Незамеченное поколение | страница 93
Приуроченная к тридцатилетию Православного Богословского Института в Париже, неопубликованная еще статья прот. А. Шмемана, с которой я имел возможность познакомиться в рукописи, многое объясняет в настроениях нового, самого младшего поколения воспитанной в эмиграции церковной интеллигенции. Отвергая софианство и все то, что обычно выводилось из софианства (почвенничество и представления о церкви, государстве и нации, как о каких-то сверхличностях), это поколение в то же время полностью принимает «русскую идею» — веру в христианство, как религию не потустороннего личного спасительства, а космического воплощения. Прот. А. Шмеман пишет:
«…Об «историческом делании». Конечно, здесь, в этом возврате к исторической ответственности, к осознанию христианства «солью мира» — вечная, негаснущая заслуга русской религиозной мысли. Это сознание ответственности за мир, за культуру, за человеческое общество, за все «ценности» — роднит Хомякова, Соловьева, Федорова, Достоевского, Булгакова, Бердяева, Карташева, Зеньковского, Федотова, при всем разнообразии их подхода к этим проблемам и предлагаемых решений.
В русской религиозной мысли Православие снова себя осознало как закваска, которая «должна поднять все тесто». Это был переход от статической историософии православного средневековья к святоотеческой вере в «крест, как врачество твари». От оправдания и «реформы теократии» Карташева до социализма Федотова это было все то же устремление. И каковы бы ни были разногласия «детей» и «отцов», отказаться от этого завета нельзя, не отрекшись от самого глубокого, самого лучшего в духовном наследии Россий. Перед волной зловещего обскурантизма, все сильнее захлестывающего эмиграцию, страшно становится за будущее этой, действительно, русской идеи. Но, слава Богу, есть основания думать, что эта традиция не оборвалась и не оборвется…»

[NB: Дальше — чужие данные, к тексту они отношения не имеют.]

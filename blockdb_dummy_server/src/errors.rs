use serde::Serialize;
use std::convert::Infallible;
use warp::http::StatusCode;
use warp::{Rejection, Reply};

/// Body of every error reply
#[derive(Debug, Serialize)]
pub struct ErrorReply {
    pub code: i64,
    pub message: String,
}

/// **Turns a rejection into a JSON error reply**
///
/// Malformed bodies become 400, unknown paths 404, wrong methods 405.
pub async fn handle_rejection(err: Rejection) -> Result<impl Reply, Infallible> {
    let (status, message) = if err.is_not_found() {
        (StatusCode::NOT_FOUND, "Not found".to_string())
    } else if let Some(e) = err.find::<warp::filters::body::BodyDeserializeError>() {
        (StatusCode::BAD_REQUEST, e.to_string())
    } else if err.find::<warp::reject::PayloadTooLarge>().is_some() {
        (StatusCode::PAYLOAD_TOO_LARGE, "Payload too large".to_string())
    } else if err.find::<warp::reject::UnsupportedMediaType>().is_some() {
        (
            StatusCode::UNSUPPORTED_MEDIA_TYPE,
            "Expected a JSON body".to_string(),
        )
    } else if err.find::<warp::reject::MethodNotAllowed>().is_some() {
        (StatusCode::METHOD_NOT_ALLOWED, "Method not allowed".to_string())
    } else {
        log::error!("unhandled rejection: {:?}", err);
        (
            StatusCode::INTERNAL_SERVER_ERROR,
            "Unhandled rejection".to_string(),
        )
    };

    log::warn!("{} {}", status, message);

    Ok(warp::reply::with_status(
        warp::reply::json(&ErrorReply { code: 1, message }),
        status,
    ))
}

Утверждение о. А. Шмемана имеет исключительно важное значение. Старшее поколение, продолжавшее в изгнании традиции русской культуры, вымирает. Это вымирание ведет к устрашающему и трагическому снижению уровня всей эмигрантской жизни.

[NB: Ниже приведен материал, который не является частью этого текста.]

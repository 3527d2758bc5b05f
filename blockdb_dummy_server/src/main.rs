//! The "Dummy Server's" entry point.

use blockdb_common::cli::constants::{DEFAULT_HOST, DEFAULT_PORT};
use blockdb_common::cli::helpers::init_logging;
use blockdb_dummy_server::routes;
use clap::Parser;
use std::error::Error;
use std::net::{IpAddr, SocketAddr};

/// Answers the write endpoints with fixed replies
#[derive(Parser, Debug)]
#[command(name = "blockdb_dummy_server")]
#[command(version)]
struct Args {
    /// Port to listen on
    #[arg(short, long, env = "PORT", default_value_t = DEFAULT_PORT)]
    port: u16,

    /// Address to bind to
    #[arg(long, default_value = DEFAULT_HOST)]
    host: IpAddr,
}

/// The "Dummy Server's" entry point.
#[tokio::main]
async fn main() -> Result<(), Box<dyn Error>> {
    init_logging();
    let args = Args::parse();

    let addr = SocketAddr::new(args.host, args.port);
    let (addr, server) = warp::serve(routes()).try_bind_ephemeral(addr)?;

    log::info!("App listening on {}", addr);
    log::info!("Press Ctrl+C to quit.");

    server.await;

    Ok(())
}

Самарин писал: «мысль бросить все и поднять с земли нить размышлений, выпавших из рук умиравшего Хомякова, меня много раз занимала».
Всякий, кто чувствует необходимость героического усилия для предотвращения окончательного культурного упадка эмиграции, должен проникнуться такой же мыслию принять нить размышлений из рук уходящих «отцов». Среди эмигрантских сыновей, обреченных по большей части на интеллектуальную безработицу и диллетантство, воспитанные Парижским Институтом молодые богословы, имеющие возможность жить русской академической работой, наиболее квалифицированы для участия в этом главном эмигрантском деле. Поймут ли они это так же ясно, как о. А. Шмеман, толкнет ли их эта мысль к действию? В зависимости от этого определится место, которое они займут в истории русской культуры.